The constitutionality of court packing has never been in doubt. While the Constitution says that “the judicial Power of the United States, shall be vested in one supreme Court,” it doesn’t provide for the number of justices, which is set by Congress. For more than a century and a half, the legislature has refrained from exercising its statutory power to expand the size of the Supreme Court, which has been fixed at nine since 1869. It’s come close at times—most famously under Franklin D. Roosevelt—but the party in power has ultimately always rejected the potential short-term political gain of adding seats to the Court as coming at too high a cost to its long-term institutional credibility. The addition of justices by a partisan majority of Congress risks creating the perception that the Court is a political body, and that judges are mere functionaries of the party of the president who appointed them—a perception corrosive to public faith in the rule of law.

The Supreme Court has always posed what the constitutional scholar Alexander Bickel famously called the “countermajoritarian difficulty”: It exists within a democracy, yet consists of unaccountable justices with the power to overrule actions taken by elected representatives. But recently, the Court has come to more closely represent the interests of a powerful minority. Justices are confirmed by a Senate in which rural, predominantly white states are overrepresented; the Electoral College amplifies the same effect in producing presidents who win elections despite losing the popular vote. And Republican-appointed justices have been able to perpetuate conservative control over the Court despite periods of Democratic control of the White House and Senate by timing voluntary retirements to effectively bequeath seats to their political party.
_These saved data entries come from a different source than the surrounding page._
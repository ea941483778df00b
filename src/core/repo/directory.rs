use crate::core::model::directory::{
    DirectoryInsert, DirectoryUpdate, SyncJob, SyncJobStatus, SyncProgress, UploadDirectory,
};
use crate::error::EesError;
use chrono::{DateTime, Utc};

/// Persistence for registered directories and their sync jobs.
#[async_trait::async_trait]
pub trait DirectoryRepo {
    async fn insert_directory(
        &self,
        directory: DirectoryInsert<'_>,
    ) -> Result<UploadDirectory, EesError>;

    async fn get_directory(&self, id: i64) -> Result<Option<UploadDirectory>, EesError>;

    async fn list_directories(&self) -> Result<Vec<UploadDirectory>, EesError>;

    async fn update_directory(
        &self,
        id: i64,
        update: DirectoryUpdate<'_>,
    ) -> Result<bool, EesError>;

    /// Cascades to the directory's sync jobs.
    async fn delete_directory(&self, id: i64) -> Result<bool, EesError>;

    async fn touch_last_synced(&self, id: i64, at: DateTime<Utc>) -> Result<(), EesError>;

    /// Creates a job in `pending` state.
    async fn insert_job(&self, directory_id: i64) -> Result<SyncJob, EesError>;

    async fn get_job(&self, id: i64) -> Result<Option<SyncJob>, EesError>;

    async fn list_jobs(&self, directory_id: i64) -> Result<Vec<SyncJob>, EesError>;

    /// A non-terminal job for the directory, when one exists.
    async fn incomplete_job_for_directory(
        &self,
        directory_id: i64,
    ) -> Result<Option<SyncJob>, EesError>;

    /// Moves the job to `running`, recording the collected file count.
    async fn mark_job_running(
        &self,
        id: i64,
        total_files: u32,
        started_at: DateTime<Utc>,
    ) -> Result<(), EesError>;

    /// Persists the running counters after a processed file.
    async fn update_job_progress(&self, id: i64, progress: &SyncProgress) -> Result<(), EesError>;

    /// Moves the job to a terminal state.
    async fn finish_job(
        &self,
        id: i64,
        status: SyncJobStatus,
        error_message: Option<&str>,
        completed_at: DateTime<Utc>,
    ) -> Result<(), EesError>;

    /// Flips every `pending`/`running` job for the directory to
    /// `cancelled`. Returns the number of jobs affected.
    async fn cancel_incomplete_jobs(&self, directory_id: i64) -> Result<u64, EesError>;
}
use super::{ensure_success, http_client, EmbedderConfig};
use crate::core::embedder::{
    Embedder, EmbeddingError, EmbeddingOutput, ModelInfo, TokenUsage,
};
use crate::core::model::provider::ProviderKind;
use serde::{Deserialize, Serialize};
use tracing::debug;

pub const DEFAULT_OPENAI_ENDPOINT: &str = "https://api.openai.com";

const TEXT_EMBEDDING_3_SMALL: &str = "text-embedding-3-small";
const TEXT_EMBEDDING_3_LARGE: &str = "text-embedding-3-large";
const TEXT_EMBEDDING_ADA_002: &str = "text-embedding-ada-002";

pub struct OpenAiEmbeddings {
    config: EmbedderConfig,
    client: reqwest::Client,
}

impl OpenAiEmbeddings {
    pub fn new(config: EmbedderConfig) -> Self {
        Self {
            client: http_client(config.timeout),
            config,
        }
    }
}

#[async_trait::async_trait]
impl Embedder for OpenAiEmbeddings {
    fn kind(&self) -> ProviderKind {
        ProviderKind::OpenAi
    }

    fn base_url(&self) -> String {
        self.config.base_url.clone()
    }

    fn default_model(&self) -> String {
        self.config
            .default_model
            .clone()
            .unwrap_or_else(|| TEXT_EMBEDDING_3_SMALL.to_string())
    }

    fn list_models(&self) -> Vec<ModelInfo> {
        vec![
            ModelInfo {
                name: TEXT_EMBEDDING_3_SMALL,
                dimensions: 1536,
                max_input_tokens: 8191,
                price_per_token: 0.000_000_02,
            },
            ModelInfo {
                name: TEXT_EMBEDDING_3_LARGE,
                dimensions: 3072,
                max_input_tokens: 8191,
                price_per_token: 0.000_000_13,
            },
            ModelInfo {
                name: TEXT_EMBEDDING_ADA_002,
                dimensions: 1536,
                max_input_tokens: 8191,
                price_per_token: 0.000_000_1,
            },
        ]
    }

    async fn embed(
        &self,
        text: &str,
        model: Option<&str>,
    ) -> Result<EmbeddingOutput, EmbeddingError> {
        let model = self.resolve_model(model)?;

        let request = EmbeddingRequest {
            model: model.clone(),
            input: vec![text.to_string()],
        };

        let response = self
            .client
            .post(format!("{}/v1/embeddings", self.config.base_url))
            .bearer_auth(self.config.api_key.as_deref().unwrap_or_default())
            .json(&request)
            .send()
            .await
            .map_err(|e| EmbeddingError::from_transport(self.kind(), &model, e))?;

        let response = ensure_success(self.kind(), &model, response).await?;

        let body: EmbeddingResponse = response
            .json()
            .await
            .map_err(|e| EmbeddingError::from_transport(self.kind(), &model, e))?;

        let Some(object) = body.data.into_iter().next() else {
            return Err(EmbeddingError::Connection {
                provider: self.kind(),
                model,
                message: "response contained no embedding".to_string(),
            });
        };

        debug!(
            "Embedded with '{model}', used tokens {}-{} (prompt-total)",
            body.usage.prompt_tokens, body.usage.total_tokens
        );

        Ok(EmbeddingOutput {
            dimensions: object.embedding.len(),
            embedding: object.embedding,
            model,
            provider: self.kind(),
            usage: Some(TokenUsage {
                prompt_tokens: body.usage.prompt_tokens,
                total_tokens: body.usage.total_tokens,
            }),
        })
    }
}

#[derive(Debug, Serialize)]
struct EmbeddingRequest {
    model: String,
    input: Vec<String>,
}

#[allow(dead_code)]
#[derive(Debug, Deserialize)]
struct EmbeddingResponse {
    data: Vec<EmbeddingObject>,
    model: String,
    usage: Usage,
}

#[allow(dead_code)]
#[derive(Debug, Deserialize)]
struct EmbeddingObject {
    embedding: Vec<f32>,
    index: usize,
}

#[derive(Debug, Deserialize)]
struct Usage {
    prompt_tokens: usize,
    total_tokens: usize,
}
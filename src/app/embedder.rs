//! Concrete embedding clients, one module per backend type.

use crate::core::embedder::EmbeddingError;
use crate::core::model::provider::ProviderKind;
use std::time::Duration;

pub mod cohere;
pub mod google;
pub mod ollama;
pub mod openai;

/// Default per-request timeout for provider calls. Expiry surfaces as
/// a connection error.
pub const DEFAULT_TIMEOUT: Duration = Duration::from_secs(30);

/// Connection parameters shared by all embedding clients.
#[derive(Debug, Clone)]
pub struct EmbedderConfig {
    pub base_url: String,
    pub api_key: Option<String>,
    pub default_model: Option<String>,
    pub timeout: Duration,
}

impl EmbedderConfig {
    pub fn new(base_url: impl Into<String>) -> Self {
        Self {
            base_url: trim_base_url(base_url.into()),
            api_key: None,
            default_model: None,
            timeout: DEFAULT_TIMEOUT,
        }
    }

    pub fn with_api_key(mut self, api_key: Option<String>) -> Self {
        self.api_key = api_key;
        self
    }

    pub fn with_default_model(mut self, default_model: Option<String>) -> Self {
        self.default_model = default_model;
        self
    }

    pub fn with_timeout(mut self, timeout: Duration) -> Self {
        self.timeout = timeout;
        self
    }
}

fn trim_base_url(url: String) -> String {
    url.trim_end_matches('/').to_string()
}

pub(super) fn http_client(timeout: Duration) -> reqwest::Client {
    reqwest::Client::builder()
        .timeout(timeout)
        .build()
        .expect("error while building http client")
}

/// Classify a non-success response into the embedding error taxonomy,
/// draining the body for the message.
pub(super) async fn ensure_success(
    kind: ProviderKind,
    model: &str,
    response: reqwest::Response,
) -> Result<reqwest::Response, EmbeddingError> {
    let status = response.status();

    if status.is_success() {
        return Ok(response);
    }

    let retry_after = response
        .headers()
        .get(reqwest::header::RETRY_AFTER)
        .and_then(|v| v.to_str().ok())
        .and_then(|v| v.parse().ok());

    let body = response.text().await.unwrap_or_default();

    Err(EmbeddingError::from_status(
        kind,
        model,
        status,
        retry_after,
        body,
    ))
}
But none of this necessarily meant that the number of justices on the Court should be increased—until now. The constitutional system has always been full of contradictions, after all, and, idiosyncratic as it is, it has been more or less functional as the basis for a common agreement on how things should work. Today, though, a president who resoundingly lost the popular vote has filled two seats on the Supreme Court. He has since been impeached. If Barrett is confirmed and Trump goes on to lose the election—or if Trump loses the election and Barrett is confirmed after the vote but before he leaves office—the Senate will push that common agreement, already strained, beyond its breaking point.